→ **AIM OF THE TASK**
When you reach the listing, restate it word for word, leaving nothing out.
+--
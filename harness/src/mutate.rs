//! On-disk source edits that drive the dev server's watch pipeline.

use std::fs;
use std::path::Path;

use anyhow::{Context, Result};

/// Read a file as text, apply a transform, and write the result back.
///
/// The write completes before this returns, so the dev server's watcher sees
/// the final content. No retries, no atomicity beyond the underlying write,
/// no concurrent-writer protection; read, write, and transform errors all
/// propagate to the caller.
pub fn transform_file<F>(path: &Path, transform: F) -> Result<()>
where
    F: FnOnce(&str) -> Result<String>,
{
    let contents =
        fs::read_to_string(path).with_context(|| format!("read {}", path.display()))?;
    let next = transform(&contents)?;
    fs::write(path, next).with_context(|| format!("write {}", path.display()))?;
    Ok(())
}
+--
→ **ANSWER FOR THE TASK**
filename harness/src/mutate.rs
//! On-disk source edits that drive the dev server's watch pipeline.

use std::fs;
use std::path::Path;

use anyhow::{Context, Result};

/// Read a file as text, apply a transform, and write the result back.
///
/// The write completes before this returns, so the dev server's watcher sees
/// the final content. No retries, no atomicity beyond the underlying write,
/// no concurrent-writer protection; read, write, and transform errors all
/// propagate to the caller.
pub fn transform_file<F>(path: &Path, transform: F) -> Result<()>
where
    F: FnOnce(&str) -> Result<String>,
{
    let contents =
        fs::read_to_string(path).with_context(|| format!("read {}", path.display()))?;
    let next = transform(&contents)?;
    fs::write(path, next).with_context(|| format!("write {}", path.display()))?;
    Ok(())
}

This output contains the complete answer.